Dopo subentrarono le prime cautele di quando i giochi sono iniziati, di quando le identificazioni troppo facili iniziano a cadere e la nostra “diversità” è sempre meno mascherabile con la “eguaglianza” degli altri, ed i problemi nostri si vanno ergendo in tutta la loro inquietante oscurità.
In questo ritratto che Carlo mi ha fatto, io già non gli appartengo più. Le mie mani si congiungono notturne in un applauso senza suono o come in preghiera, ma comunque in un gesto indecifrabile come indecifrabile è il volto scavato d’ombra tra le squame verdi e fluorescenti di un maglione. Si, credo che in quell’epoca fossimo già sconosciuti l’uno all’altro. In questo scritto il mio ricordo va e resta alle prime impressioni che Carlo ed il suo lavoro mi suscitarono e che forse contengono già l’intuizione della sua conflittualità spenta poi drammaticamente e precocemente.

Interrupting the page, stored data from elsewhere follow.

#[cfg(test)]
mod tests {
    use super::*;
    use crate::models::{rule_id, Location};
    use std::fs;
    use std::sync::atomic::{AtomicUsize, Ordering as AtomicOrdering};
    use std::sync::Arc;
    use tempfile::tempdir;

    fn finding(engine: &str, file: &Path, line: Option<u32>, code: &str, msg: &str) -> Finding {
        let mut location = Location::file(file).with_pointer("/submodels/0");
        location.line = line;
        Finding {
            rule_id: rule_id(engine, "test", code),
            rule_name: code.into(),
            severity: Severity::Warning,
            message: msg.into(),
            location,
            source: engine.into(),
            details: None,
        }
    }

    /// Emits a fixed finding per file.
    struct Fixed {
        name: &'static str,
        message: &'static str,
        line: Option<u32>,
    }

    impl ValidationEngine for Fixed {
        fn name(&self) -> &str {
            self.name
        }
        fn description(&self) -> &str {
            "fixed"
        }
        fn can_validate(&self, _path: &Path) -> bool {
            true
        }
        fn validate(&self, path: &Path, _config: &LintConfig) -> Result<Vec<Finding>, EngineError> {
            Ok(vec![finding("shared", path, self.line, "dup", self.message)])
        }
    }

    /// Always fails; counts how often it was asked.
    struct Broken {
        calls: Arc<AtomicUsize>,
        panic: bool,
    }

    impl ValidationEngine for Broken {
        fn name(&self) -> &str {
            "broken"
        }
        fn description(&self) -> &str {
            "always fails"
        }
        fn can_validate(&self, _path: &Path) -> bool {
            true
        }
        fn validate(&self, _path: &Path, _config: &LintConfig) -> Result<Vec<Finding>, EngineError> {
            self.calls.fetch_add(1, AtomicOrdering::SeqCst);
            if self.panic {
                panic!("boom");
            }
            Err(EngineError::Message("cannot run".into()))
        }
    }

    /// Only validates `.xml` files, one finding per line number given.
    struct XmlOnly;

    impl ValidationEngine for XmlOnly {
        fn name(&self) -> &str {
            "xml-only"
        }
        fn description(&self) -> &str {
            "xml"
        }
        fn can_validate(&self, path: &Path) -> bool {
            path.extension().map(|e| e == "xml").unwrap_or(false)
        }
        fn validate(&self, path: &Path, _config: &LintConfig) -> Result<Vec<Finding>, EngineError> {
            Ok(vec![
                finding("xml-only", path, None, "b", "no line"),
                finding("xml-only", path, Some(9), "a", "line nine"),
                finding("xml-only", path, Some(2), "z", "line two"),
            ])
        }
    }

    fn workspace() -> (tempfile::TempDir, LintConfig) {
        let dir = tempdir().unwrap();
        let root = dir.path().canonicalize().unwrap();
        fs::write(root.join("b.json"), r#"{"submodels": []}"#).unwrap();
        fs::write(root.join("a.xml"), "<environment/>").unwrap();
        fs::write(root.join("ignored.json"), r#"{"other": 1}"#).unwrap();
        let mut cfg = LintConfig::with_paths(["*.json", "*.xml"]);
        cfg.base_path = Some(root);
        (dir, cfg)
    }

    #[test]
    fn test_identical_findings_from_two_engines_collapse() {
        let (_dir, cfg) = workspace();
        let mut linter = Linter::new();
        for name in ["one", "two"] {
            linter.register_engine(Box::new(Fixed {
                name,
                message: "same",
                line: None,
            }));
        }
        let res = linter.lint(&cfg).unwrap();
        assert_eq!(res.summary.files_scanned, 2);
        assert_eq!(res.findings.len(), 2, "one per file after dedup");
        assert_eq!(res.summary.files_with_findings, 2);
        assert_eq!(res.summary.warnings, 2);
    }

    #[test]
    fn test_distinct_messages_survive_dedup() {
        let (_dir, cfg) = workspace();
        let mut linter = Linter::new();
        linter.register_engine(Box::new(Fixed {
            name: "one",
            message: "first",
            line: None,
        }));
        linter.register_engine(Box::new(Fixed {
            name: "two",
            message: "second",
            line: None,
        }));
        let res = linter.lint(&cfg).unwrap();
        assert_eq!(res.findings.len(), 4);
    }

    #[test]
    fn test_failing_engine_is_isolated() {
        let (_dir, cfg) = workspace();
        for panic in [false, true] {
            let calls = Arc::new(AtomicUsize::new(0));
            let mut linter = Linter::new();
            linter.register_engine(Box::new(Broken {
                calls: calls.clone(),
                panic,
            }));
            linter.register_engine(Box::new(Fixed {
                name: "ok",
                message: "still here",
                line: None,
            }));
            let res = linter.lint(&cfg).unwrap();
            let engine_errors: Vec<_> = res
                .findings
                .iter()
                .filter(|f| f.rule_id == "broken/internal/engine-error")
                .collect();
            assert_eq!(calls.load(AtomicOrdering::SeqCst), 2);
            assert_eq!(engine_errors.len(), 2);
            assert!(engine_errors.iter().all(|f| f.severity == Severity::Error
                && f.location.line.is_none()
                && f.location.json_pointer.is_none()
                && f.source == "broken"));
            assert_eq!(
                res.findings.iter().filter(|f| f.message == "still here").count(),
                2
            );
        }
    }

    #[test]
    fn test_sort_contract_and_applicability() {
        let (_dir, cfg) = workspace();
        let mut linter = Linter::new();
        linter.register_engine(Box::new(XmlOnly));
        linter.register_engine(Box::new(Fixed {
            name: "all",
            message: "m",
            line: Some(5),
        }));
        let res = linter.lint(&cfg).unwrap();
        let got: Vec<(String, Option<u32>, String)> = res
            .findings
            .iter()
            .map(|f| {
                (
                    f.location.file_path.file_name().unwrap().to_string_lossy().to_string(),
                    f.location.line,
                    f.rule_id.clone(),
                )
            })
            .collect();
        assert_eq!(
            got,
            vec![
                ("a.xml".into(), Some(2), "xml-only/test/z".into()),
                ("a.xml".into(), Some(5), "shared/test/dup".into()),
                ("a.xml".into(), Some(9), "xml-only/test/a".into()),
                ("a.xml".into(), None, "xml-only/test/b".into()),
                ("b.json".into(), Some(5), "shared/test/dup".into()),
            ]
        );
    }

    #[test]
    fn test_runs_are_deterministic() {
        let (_dir, cfg) = workspace();
        let mut linter = Linter::new();
        linter.register_engine(Box::new(XmlOnly));
        linter.register_engine(Box::new(Fixed {
            name: "all",
            message: "m",
            line: None,
        }));
        let a = serde_json::to_string(&linter.lint(&cfg).unwrap().findings).unwrap();
        let b = serde_json::to_string(&linter.lint(&cfg).unwrap().findings).unwrap();
        assert_eq!(a, b);
    }

    #[test]
    fn test_disabled_engine_is_skipped_and_config_recorded() {
        let (_dir, mut cfg) = workspace();
        cfg.engines = Some([("one".to_string(), false)].into_iter().collect());
        let mut linter = Linter::new();
        linter.register_engine(Box::new(Fixed {
            name: "one",
            message: "m",
            line: None,
        }));
        let res = linter.lint(&cfg).unwrap();
        assert!(res.findings.is_empty());
        assert_eq!(res.summary.files_scanned, 2);
        assert_eq!(res.summary.files_with_findings, 0);
        assert_eq!(res.metadata.config, cfg);
        assert_eq!(res.metadata.version, env!("CARGO_PKG_VERSION"));
    }

    fn template_workspace() -> (tempfile::TempDir, PathBuf, LintConfig) {
        let dir = tempdir().unwrap();
        let root = dir.path().canonicalize().unwrap();
        let templates = root.join("templates/nameplate/2/0");
        fs::create_dir_all(&templates).unwrap();
        let template = serde_json::json!({
            "submodels": [{
                "idShort": "Nameplate",
                "semanticId": { "keys": [{ "value": "urn:nameplate" }] },
                "submodelElements": [{ "idShort": "ManufacturerName" }]
            }]
        });
        fs::write(templates.join("nameplate.json"), template.to_string()).unwrap();
        let instance = serde_json::json!({
            "submodels": [{ "idShort": "Nameplate", "semanticId": "urn:nameplate", "submodelElements": [] }]
        });
        for name in ["c.json", "a.json", "b.json"] {
            fs::write(root.join(name), instance.to_string()).unwrap();
        }
        let mut cfg = LintConfig::with_paths(["*.json"]);
        cfg.base_path = Some(root.clone());
        (dir, root.join("templates"), cfg)
    }

    #[test]
    fn test_template_engine_over_several_files() {
        use crate::templates::source::TemplateLocator;
        use crate::templates::TemplateEngine;

        let (_dir, templates, mut cfg) = template_workspace();
        let mut linter = Linter::new();
        linter.register_engine(Box::new(TemplateEngine::with_locator(TemplateLocator::default())));
        cfg.template_dir = Some(PathBuf::from("no-such-templates"));
        let res = linter.lint(&cfg).unwrap();
        assert_eq!(res.summary.files_scanned, 3);
        assert_eq!(res.findings.len(), 1, "note is emitted once per run");
        assert_eq!(res.findings[0].rule_id, "idta-template/config/templates-not-found");
        assert_eq!(res.summary.notes, 1);

        let mut linter = Linter::new();
        linter.register_engine(Box::new(TemplateEngine::with_locator(TemplateLocator::default())));
        cfg.template_dir = Some(templates);
        let res = linter.lint(&cfg).unwrap();
        let got: Vec<(String, Option<String>, String)> = res
            .findings
            .iter()
            .map(|f| {
                (
                    f.location.file_path.file_name().unwrap().to_string_lossy().to_string(),
                    f.location.json_pointer.clone(),
                    f.rule_id.clone(),
                )
            })
            .collect();
        let expected: Vec<(String, Option<String>, String)> = ["a.json", "b.json", "c.json"]
            .into_iter()
            .map(|name| {
                (
                    name.to_string(),
                    Some("/submodels/0".to_string()),
                    "idta-template/structure/missing-element".to_string(),
                )
            })
            .collect();
        assert_eq!(got, expected);
        assert_eq!(res.summary.errors, 3);
        assert_eq!(res.summary.files_with_findings, 3);
        assert!(res.exceeds(&[Severity::Error]));
    }

    #[test]
    fn test_discovery_error_is_fatal() {
        let (_dir, mut cfg) = workspace();
        cfg.paths = vec!["[".into()];
        let linter = Linter::new();
        assert!(matches!(
            linter.lint(&cfg),
            Err(LintError::Discovery(DiscoveryError::InvalidPattern { .. }))
        ));
    }

    #[test]
    fn test_normalize_keeps_distinct_pointers() {
        let file = Path::new("/x/a.json");
        let a = finding("e", file, None, "c", "m");
        let mut b = a.clone();
        b.location.json_pointer = Some("/submodels/1".into());
        let out = normalize(vec![a.clone(), b, a]);
        assert_eq!(out.len(), 2);
    }
}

Conobbi la pittura di Carlo, come un pittura d’impegno nel senso che era tutta al servizio della denuncia a conto di non esistere.
Ricordo di aver provato fastidio per quei grigi sporchi delle strade notturne della città, per l’aggressività approssimativa con cui dipingeva gli acciai delle moto dei giovani.
Ma ricordo anche di essermi sentito un po’ inibito e ridicolmente casto di fronte a quella determinazione che sacrificava per sempre il bello gratificante ad un espressionismo della scelta di campo.
C’era la volontà di raccontare tutto, anche i particolari, ma c’era anche una fretta di concludere. Oppure a pensarci meglio non era fretta ma ironia che vanificava da dentro la drammaticità programmata del gesto o quella vera della commozione.
Ricordo di aver provato quasi rabbia per quelle abbreviazioni troppo facili. Sembrava che Carlo distruggesse all’ultimo momento la sua partecipazione emozionale, che avesse una pudicizia ironica per i propri abbandoni.
Tutto cio si manifestava con un dualismo esplicito e permanente, quasi due personalità, l’una disponibile, confidenziale, l’altra che esprimeva un’incontrollabile tendenza all’irrisione verso gli altri e verso se stesso.
Tutto ciò rendeva Carlo un personaggio scomodo per sé e per gli altri che difficilmente riuscivano a catturarne il consenso.
Ricordo che anche i personaggi più influenti non riuscivano alla fine ad evitare il rientro di un boomerang dissacrante fatto di paradossi crudelmente demolitori. Questo dualismo della personalità psicologica di Carlo, produceva nella sua pittura una conflittualità appunto tra una descrizione partecipata e l’insorgere della sua stessa vanificazione ad opera di un formalismo fatto di brusche abbreviazioni non conseguenziali all’analisi o al tema, ma in un certo senso ad essi antagonista ed estraneo.
Questo svolazzare di ghirigori di una calligrafia rapida, superficiale, erano forse i segnali meno superficiali di una intuizione più moderna perché più contraddittoria dei luoghi e dei temi cari al neorealismo.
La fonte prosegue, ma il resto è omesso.